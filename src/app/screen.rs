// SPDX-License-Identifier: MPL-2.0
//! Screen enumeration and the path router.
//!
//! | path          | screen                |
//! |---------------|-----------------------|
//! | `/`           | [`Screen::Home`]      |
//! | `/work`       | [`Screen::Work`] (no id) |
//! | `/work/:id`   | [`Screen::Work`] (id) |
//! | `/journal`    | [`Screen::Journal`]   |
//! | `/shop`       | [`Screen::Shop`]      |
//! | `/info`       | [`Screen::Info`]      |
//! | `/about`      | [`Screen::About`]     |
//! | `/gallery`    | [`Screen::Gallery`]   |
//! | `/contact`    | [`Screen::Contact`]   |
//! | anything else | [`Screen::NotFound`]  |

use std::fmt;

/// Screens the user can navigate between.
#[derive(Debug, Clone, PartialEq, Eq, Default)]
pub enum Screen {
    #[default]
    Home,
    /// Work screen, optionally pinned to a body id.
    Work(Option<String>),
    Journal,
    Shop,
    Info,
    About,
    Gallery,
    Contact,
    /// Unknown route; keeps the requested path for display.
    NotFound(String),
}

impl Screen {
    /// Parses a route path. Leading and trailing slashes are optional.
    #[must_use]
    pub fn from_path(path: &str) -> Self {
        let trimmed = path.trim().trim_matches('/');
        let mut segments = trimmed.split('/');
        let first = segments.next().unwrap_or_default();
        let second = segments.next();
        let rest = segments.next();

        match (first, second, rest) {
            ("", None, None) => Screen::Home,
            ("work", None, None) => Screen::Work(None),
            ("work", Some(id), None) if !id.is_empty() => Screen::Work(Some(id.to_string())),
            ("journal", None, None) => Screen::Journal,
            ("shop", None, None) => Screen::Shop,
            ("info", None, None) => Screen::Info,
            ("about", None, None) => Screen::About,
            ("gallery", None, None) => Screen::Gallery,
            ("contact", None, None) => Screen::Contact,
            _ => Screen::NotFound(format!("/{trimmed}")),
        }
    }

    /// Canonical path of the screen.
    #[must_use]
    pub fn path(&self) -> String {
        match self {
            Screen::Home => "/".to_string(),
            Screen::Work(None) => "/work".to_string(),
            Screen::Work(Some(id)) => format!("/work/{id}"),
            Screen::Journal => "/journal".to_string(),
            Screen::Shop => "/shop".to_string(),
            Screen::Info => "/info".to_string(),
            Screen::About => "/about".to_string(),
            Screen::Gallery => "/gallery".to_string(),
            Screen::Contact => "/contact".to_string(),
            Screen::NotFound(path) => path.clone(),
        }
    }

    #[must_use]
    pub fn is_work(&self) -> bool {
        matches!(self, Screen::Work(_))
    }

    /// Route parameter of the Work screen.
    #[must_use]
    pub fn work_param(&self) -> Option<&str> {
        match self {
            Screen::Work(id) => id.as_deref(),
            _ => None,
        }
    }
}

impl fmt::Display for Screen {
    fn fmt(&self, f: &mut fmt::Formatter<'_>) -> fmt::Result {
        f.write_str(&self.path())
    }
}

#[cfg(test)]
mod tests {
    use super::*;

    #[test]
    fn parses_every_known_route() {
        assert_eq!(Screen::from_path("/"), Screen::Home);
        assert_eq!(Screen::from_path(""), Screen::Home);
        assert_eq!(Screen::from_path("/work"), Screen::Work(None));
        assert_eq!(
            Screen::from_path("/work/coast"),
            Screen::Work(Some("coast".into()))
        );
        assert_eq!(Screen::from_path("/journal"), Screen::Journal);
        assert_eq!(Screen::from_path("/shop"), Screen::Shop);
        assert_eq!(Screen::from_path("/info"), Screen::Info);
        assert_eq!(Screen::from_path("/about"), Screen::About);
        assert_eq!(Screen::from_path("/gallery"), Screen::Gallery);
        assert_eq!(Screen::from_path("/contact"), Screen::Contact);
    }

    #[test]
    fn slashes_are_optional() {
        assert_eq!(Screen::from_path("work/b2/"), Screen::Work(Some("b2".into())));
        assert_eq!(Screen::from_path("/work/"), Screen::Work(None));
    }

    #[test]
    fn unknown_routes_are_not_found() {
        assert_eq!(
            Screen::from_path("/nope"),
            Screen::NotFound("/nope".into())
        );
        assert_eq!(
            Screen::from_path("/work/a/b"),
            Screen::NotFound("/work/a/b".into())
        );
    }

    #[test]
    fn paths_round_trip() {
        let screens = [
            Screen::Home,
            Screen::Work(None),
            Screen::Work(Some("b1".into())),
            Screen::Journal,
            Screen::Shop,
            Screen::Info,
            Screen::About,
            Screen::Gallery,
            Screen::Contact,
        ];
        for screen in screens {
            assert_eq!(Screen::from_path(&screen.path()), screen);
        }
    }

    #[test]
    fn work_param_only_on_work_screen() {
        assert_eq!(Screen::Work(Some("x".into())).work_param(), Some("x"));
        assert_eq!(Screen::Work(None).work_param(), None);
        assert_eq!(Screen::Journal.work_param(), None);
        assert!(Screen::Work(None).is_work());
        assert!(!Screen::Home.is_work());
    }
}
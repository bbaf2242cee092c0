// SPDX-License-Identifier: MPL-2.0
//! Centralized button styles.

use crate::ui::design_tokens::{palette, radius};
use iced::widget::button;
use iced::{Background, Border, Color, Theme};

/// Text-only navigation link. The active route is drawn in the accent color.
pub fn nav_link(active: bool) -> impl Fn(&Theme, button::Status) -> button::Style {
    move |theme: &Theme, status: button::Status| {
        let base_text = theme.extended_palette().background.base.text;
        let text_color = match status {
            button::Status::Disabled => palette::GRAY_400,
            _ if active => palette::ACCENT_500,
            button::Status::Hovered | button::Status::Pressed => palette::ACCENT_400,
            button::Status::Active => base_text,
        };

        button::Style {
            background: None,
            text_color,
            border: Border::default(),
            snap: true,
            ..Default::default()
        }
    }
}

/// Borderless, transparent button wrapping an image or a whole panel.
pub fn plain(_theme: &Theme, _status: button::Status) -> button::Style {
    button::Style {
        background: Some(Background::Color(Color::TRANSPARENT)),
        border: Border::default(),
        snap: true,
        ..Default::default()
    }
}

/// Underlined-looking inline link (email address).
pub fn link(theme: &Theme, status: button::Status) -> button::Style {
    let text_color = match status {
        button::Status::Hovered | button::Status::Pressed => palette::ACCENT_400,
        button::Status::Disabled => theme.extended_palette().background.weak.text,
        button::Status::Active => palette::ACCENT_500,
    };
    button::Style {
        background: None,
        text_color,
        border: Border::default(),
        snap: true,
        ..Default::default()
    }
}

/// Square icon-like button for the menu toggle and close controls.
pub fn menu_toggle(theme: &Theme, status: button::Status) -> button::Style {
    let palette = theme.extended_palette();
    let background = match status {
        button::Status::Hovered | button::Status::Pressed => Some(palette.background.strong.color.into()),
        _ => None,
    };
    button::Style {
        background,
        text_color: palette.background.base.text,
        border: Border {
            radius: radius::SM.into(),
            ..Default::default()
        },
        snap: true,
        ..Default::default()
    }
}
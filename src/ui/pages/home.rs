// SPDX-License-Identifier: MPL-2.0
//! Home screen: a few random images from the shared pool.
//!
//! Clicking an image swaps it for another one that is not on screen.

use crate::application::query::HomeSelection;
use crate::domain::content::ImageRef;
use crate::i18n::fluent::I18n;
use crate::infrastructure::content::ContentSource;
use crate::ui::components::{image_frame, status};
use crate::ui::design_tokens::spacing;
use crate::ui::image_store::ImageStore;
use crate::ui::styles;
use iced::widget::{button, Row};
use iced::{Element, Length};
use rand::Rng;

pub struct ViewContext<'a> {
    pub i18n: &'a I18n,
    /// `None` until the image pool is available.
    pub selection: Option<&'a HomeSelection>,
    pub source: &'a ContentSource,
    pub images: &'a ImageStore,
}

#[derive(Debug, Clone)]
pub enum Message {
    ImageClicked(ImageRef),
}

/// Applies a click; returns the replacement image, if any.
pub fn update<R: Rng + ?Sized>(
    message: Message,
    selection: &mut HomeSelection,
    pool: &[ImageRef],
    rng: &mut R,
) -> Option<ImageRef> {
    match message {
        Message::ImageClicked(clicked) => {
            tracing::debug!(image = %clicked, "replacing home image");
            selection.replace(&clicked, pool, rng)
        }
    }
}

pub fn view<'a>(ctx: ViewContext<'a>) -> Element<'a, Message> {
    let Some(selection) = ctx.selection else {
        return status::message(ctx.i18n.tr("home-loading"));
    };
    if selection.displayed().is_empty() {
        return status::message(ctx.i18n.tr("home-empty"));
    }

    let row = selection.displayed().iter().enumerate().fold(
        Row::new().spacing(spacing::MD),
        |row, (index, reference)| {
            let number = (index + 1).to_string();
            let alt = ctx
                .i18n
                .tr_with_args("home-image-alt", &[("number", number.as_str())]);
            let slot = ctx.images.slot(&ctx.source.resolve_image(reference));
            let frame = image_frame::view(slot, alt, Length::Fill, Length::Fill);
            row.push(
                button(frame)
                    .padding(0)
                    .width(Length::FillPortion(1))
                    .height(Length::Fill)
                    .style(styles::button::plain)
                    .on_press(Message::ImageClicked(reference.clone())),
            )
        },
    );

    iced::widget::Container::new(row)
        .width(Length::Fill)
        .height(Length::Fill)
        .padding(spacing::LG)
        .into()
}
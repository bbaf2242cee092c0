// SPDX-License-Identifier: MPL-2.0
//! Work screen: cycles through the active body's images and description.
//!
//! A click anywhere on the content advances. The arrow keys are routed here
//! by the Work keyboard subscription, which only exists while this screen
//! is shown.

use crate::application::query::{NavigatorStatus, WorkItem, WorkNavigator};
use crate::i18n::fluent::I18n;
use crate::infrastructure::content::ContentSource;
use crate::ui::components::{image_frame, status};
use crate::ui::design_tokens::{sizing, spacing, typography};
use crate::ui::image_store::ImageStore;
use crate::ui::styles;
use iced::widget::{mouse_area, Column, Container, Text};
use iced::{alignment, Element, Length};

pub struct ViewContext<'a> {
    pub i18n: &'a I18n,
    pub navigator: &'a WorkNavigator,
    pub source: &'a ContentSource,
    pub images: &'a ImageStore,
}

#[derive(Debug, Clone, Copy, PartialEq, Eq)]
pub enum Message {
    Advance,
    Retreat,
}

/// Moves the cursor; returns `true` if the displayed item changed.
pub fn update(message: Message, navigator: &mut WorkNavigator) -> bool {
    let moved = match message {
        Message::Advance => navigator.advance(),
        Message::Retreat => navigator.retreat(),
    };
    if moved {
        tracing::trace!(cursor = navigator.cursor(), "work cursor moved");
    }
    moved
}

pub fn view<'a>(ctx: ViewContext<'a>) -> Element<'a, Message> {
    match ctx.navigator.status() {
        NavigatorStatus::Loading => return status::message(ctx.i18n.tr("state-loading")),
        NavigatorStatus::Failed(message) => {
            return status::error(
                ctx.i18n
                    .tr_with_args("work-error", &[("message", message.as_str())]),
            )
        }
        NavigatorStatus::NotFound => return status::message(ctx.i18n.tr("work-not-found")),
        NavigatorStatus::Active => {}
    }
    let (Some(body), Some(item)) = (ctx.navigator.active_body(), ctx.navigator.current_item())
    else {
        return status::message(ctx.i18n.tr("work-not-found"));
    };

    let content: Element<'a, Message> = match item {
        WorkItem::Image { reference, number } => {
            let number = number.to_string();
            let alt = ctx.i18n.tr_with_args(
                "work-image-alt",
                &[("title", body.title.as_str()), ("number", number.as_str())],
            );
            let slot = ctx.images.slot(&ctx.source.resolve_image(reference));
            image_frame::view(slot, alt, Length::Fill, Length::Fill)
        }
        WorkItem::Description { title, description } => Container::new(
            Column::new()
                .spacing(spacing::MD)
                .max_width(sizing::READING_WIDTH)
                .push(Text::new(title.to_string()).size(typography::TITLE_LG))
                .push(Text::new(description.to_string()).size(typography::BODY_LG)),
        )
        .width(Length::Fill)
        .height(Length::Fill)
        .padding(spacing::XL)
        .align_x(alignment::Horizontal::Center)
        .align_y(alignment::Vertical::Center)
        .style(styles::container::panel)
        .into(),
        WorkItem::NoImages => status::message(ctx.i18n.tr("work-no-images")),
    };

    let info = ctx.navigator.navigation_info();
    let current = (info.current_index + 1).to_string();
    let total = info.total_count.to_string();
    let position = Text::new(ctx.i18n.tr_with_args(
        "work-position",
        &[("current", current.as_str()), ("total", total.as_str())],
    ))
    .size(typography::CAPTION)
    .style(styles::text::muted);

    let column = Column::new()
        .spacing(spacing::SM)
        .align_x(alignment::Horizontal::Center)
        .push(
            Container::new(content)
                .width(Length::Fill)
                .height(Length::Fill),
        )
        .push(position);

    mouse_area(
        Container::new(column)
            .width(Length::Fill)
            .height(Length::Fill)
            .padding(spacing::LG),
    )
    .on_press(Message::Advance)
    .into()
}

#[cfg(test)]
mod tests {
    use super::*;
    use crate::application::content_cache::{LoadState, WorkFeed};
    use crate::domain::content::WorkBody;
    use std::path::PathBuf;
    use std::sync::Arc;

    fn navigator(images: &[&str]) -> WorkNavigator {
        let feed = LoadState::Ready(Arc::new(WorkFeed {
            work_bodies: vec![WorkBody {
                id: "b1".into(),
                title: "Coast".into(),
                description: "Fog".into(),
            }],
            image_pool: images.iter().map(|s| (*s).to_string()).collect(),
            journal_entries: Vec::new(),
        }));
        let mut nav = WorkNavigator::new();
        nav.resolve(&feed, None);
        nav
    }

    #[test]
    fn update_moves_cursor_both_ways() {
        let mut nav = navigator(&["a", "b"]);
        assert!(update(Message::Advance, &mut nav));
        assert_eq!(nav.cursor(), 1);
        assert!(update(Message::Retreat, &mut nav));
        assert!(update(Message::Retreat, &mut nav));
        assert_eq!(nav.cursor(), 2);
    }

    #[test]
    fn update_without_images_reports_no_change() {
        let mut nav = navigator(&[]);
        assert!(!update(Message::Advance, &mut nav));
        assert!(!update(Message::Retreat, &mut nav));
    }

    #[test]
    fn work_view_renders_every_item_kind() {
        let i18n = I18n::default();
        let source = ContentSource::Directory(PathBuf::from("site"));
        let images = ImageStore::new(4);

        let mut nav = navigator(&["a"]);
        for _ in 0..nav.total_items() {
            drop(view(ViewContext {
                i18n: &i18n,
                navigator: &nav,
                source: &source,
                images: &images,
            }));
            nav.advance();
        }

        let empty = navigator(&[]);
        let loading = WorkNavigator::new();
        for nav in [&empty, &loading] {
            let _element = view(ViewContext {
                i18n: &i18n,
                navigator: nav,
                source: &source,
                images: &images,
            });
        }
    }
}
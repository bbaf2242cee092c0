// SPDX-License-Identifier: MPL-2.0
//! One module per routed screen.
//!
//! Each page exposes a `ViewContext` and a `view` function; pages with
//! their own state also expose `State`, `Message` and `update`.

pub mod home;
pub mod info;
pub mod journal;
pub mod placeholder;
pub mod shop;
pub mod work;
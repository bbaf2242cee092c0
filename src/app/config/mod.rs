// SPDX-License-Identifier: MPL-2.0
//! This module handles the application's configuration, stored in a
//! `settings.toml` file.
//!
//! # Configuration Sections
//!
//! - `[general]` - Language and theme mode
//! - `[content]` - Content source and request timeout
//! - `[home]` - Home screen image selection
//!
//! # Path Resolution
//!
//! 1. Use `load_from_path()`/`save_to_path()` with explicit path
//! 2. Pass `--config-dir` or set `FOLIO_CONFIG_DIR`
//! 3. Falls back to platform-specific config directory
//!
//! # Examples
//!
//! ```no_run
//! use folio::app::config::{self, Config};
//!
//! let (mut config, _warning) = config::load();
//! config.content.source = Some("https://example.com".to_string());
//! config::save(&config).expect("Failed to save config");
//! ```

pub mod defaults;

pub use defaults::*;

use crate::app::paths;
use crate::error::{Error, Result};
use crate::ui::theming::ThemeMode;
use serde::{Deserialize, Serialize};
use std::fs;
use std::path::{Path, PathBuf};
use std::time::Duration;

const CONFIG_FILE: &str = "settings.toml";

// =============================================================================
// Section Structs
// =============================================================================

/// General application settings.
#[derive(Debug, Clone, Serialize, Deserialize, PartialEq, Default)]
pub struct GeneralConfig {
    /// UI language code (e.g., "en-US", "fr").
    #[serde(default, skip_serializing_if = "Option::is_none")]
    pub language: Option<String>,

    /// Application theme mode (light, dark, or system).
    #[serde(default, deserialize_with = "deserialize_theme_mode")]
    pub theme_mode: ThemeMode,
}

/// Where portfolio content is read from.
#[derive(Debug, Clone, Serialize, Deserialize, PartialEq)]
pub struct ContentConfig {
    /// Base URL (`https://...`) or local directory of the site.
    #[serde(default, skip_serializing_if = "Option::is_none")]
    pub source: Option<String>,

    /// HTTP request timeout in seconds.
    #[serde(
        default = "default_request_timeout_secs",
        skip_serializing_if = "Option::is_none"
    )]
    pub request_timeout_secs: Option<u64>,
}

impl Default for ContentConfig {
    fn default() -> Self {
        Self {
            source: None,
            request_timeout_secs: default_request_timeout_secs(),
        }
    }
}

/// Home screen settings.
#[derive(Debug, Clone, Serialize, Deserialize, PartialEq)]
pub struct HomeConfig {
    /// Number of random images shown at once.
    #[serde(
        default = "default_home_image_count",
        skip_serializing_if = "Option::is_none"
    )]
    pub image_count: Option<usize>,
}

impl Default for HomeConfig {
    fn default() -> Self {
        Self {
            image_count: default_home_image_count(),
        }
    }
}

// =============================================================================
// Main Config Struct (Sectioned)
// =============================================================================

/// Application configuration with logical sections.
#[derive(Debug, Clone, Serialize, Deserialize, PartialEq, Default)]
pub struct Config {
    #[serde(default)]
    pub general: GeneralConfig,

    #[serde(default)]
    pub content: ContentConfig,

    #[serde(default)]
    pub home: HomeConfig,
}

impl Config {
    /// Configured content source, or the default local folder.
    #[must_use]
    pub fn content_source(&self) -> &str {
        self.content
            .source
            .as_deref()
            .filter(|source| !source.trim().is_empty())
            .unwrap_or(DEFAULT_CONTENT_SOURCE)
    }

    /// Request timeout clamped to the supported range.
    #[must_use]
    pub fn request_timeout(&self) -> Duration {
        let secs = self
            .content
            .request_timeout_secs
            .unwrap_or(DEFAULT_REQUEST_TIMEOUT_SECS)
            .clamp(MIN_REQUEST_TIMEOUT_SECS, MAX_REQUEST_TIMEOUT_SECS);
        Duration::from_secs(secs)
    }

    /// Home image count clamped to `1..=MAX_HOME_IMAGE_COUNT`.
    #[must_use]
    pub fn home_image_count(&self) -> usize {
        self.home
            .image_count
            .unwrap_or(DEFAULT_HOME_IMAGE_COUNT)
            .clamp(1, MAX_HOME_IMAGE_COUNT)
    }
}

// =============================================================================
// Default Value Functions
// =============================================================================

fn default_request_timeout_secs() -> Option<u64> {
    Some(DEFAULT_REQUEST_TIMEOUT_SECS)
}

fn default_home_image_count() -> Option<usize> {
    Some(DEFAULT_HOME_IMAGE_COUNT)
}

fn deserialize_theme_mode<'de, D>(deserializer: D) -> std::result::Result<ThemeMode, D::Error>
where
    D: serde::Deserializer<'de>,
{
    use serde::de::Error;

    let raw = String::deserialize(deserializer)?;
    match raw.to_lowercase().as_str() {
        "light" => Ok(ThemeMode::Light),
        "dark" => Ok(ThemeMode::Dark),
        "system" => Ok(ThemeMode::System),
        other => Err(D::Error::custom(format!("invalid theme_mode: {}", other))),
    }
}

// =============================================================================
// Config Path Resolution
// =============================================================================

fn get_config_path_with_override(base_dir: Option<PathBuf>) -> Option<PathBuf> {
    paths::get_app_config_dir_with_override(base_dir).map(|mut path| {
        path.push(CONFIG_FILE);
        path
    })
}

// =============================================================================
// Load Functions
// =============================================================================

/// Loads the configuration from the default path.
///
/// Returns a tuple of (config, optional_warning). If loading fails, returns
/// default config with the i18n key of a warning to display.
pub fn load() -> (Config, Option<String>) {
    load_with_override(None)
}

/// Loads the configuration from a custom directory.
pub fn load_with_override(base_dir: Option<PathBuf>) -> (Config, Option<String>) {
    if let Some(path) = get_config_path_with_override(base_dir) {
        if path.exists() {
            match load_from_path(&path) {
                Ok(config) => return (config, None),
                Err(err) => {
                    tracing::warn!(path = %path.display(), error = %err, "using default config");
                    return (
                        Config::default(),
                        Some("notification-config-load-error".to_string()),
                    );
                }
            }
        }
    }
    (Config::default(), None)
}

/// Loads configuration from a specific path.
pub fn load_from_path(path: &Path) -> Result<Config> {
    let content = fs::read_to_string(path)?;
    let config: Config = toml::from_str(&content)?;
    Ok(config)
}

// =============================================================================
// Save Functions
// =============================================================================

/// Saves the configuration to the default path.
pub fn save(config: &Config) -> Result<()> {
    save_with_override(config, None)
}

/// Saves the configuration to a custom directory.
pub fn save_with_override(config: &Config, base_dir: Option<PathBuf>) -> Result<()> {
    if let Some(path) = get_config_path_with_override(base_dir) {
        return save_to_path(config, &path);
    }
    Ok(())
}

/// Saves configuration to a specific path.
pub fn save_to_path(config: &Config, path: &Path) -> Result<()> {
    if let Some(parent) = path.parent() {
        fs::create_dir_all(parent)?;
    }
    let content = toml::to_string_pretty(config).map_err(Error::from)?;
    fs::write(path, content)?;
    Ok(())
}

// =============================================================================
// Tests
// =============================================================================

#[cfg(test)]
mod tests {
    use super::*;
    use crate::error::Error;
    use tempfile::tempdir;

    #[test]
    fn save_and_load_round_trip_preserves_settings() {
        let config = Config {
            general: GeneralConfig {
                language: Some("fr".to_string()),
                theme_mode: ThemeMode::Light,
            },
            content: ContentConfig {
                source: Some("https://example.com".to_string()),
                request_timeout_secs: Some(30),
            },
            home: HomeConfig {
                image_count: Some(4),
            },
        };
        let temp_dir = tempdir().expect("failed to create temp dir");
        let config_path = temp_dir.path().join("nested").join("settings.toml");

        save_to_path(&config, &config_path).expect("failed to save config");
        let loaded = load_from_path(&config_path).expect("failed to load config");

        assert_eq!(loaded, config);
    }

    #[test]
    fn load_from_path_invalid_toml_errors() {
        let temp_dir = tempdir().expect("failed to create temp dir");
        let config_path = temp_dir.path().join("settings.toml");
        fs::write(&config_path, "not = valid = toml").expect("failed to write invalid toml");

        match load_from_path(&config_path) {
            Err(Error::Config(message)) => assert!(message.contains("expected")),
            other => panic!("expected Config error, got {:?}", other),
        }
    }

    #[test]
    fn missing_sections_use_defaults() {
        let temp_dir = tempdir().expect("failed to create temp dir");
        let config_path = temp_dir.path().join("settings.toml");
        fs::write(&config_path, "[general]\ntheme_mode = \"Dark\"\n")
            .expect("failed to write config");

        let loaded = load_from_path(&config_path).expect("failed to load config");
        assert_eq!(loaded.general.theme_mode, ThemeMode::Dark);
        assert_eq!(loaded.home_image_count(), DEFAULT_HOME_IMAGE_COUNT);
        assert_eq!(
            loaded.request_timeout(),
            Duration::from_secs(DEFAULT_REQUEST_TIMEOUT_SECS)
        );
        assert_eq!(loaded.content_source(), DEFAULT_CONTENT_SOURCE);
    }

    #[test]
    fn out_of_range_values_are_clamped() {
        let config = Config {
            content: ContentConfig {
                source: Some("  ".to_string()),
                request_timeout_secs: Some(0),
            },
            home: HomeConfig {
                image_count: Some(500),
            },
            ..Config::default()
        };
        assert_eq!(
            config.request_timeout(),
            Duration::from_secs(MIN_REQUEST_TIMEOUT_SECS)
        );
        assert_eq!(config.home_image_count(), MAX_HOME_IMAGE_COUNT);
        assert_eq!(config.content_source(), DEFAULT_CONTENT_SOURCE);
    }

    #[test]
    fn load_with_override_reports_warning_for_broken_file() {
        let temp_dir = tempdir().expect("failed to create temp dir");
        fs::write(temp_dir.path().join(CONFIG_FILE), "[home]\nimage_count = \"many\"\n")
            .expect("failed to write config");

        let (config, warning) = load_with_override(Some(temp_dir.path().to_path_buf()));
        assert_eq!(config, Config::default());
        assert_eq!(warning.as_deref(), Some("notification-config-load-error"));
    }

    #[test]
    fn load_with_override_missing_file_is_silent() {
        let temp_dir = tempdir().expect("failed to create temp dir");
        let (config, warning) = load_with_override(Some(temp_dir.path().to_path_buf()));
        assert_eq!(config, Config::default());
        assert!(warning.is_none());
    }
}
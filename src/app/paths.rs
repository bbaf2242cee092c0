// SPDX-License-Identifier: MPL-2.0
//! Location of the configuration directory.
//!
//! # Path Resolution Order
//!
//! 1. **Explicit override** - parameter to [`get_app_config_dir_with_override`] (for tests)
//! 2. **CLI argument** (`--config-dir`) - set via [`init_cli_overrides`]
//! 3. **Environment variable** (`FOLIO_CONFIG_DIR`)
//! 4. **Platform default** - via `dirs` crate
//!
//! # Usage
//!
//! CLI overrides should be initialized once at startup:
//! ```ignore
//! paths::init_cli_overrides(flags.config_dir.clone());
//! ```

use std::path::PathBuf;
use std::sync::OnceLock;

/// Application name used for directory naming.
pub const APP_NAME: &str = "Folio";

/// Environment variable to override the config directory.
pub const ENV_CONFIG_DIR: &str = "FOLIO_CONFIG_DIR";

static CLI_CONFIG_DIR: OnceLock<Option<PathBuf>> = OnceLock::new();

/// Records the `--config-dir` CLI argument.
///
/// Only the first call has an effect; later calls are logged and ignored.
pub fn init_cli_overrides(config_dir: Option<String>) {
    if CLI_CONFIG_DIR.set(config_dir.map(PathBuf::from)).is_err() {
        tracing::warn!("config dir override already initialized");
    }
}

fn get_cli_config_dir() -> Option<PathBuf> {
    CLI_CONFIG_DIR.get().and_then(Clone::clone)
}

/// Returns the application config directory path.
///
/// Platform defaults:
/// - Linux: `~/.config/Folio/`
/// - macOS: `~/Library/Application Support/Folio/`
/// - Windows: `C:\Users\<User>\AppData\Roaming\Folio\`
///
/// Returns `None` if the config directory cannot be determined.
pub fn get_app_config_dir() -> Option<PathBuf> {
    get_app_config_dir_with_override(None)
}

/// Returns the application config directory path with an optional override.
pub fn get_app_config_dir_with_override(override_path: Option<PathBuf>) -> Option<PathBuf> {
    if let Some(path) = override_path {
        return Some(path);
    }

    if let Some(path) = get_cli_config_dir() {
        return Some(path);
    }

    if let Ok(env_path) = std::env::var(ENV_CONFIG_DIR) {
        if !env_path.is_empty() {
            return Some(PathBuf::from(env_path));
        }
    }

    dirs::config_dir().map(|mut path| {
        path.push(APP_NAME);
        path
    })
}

■ ■ ■

### Required work
Output only the count of lines in the data containing "plain".

### Task output
2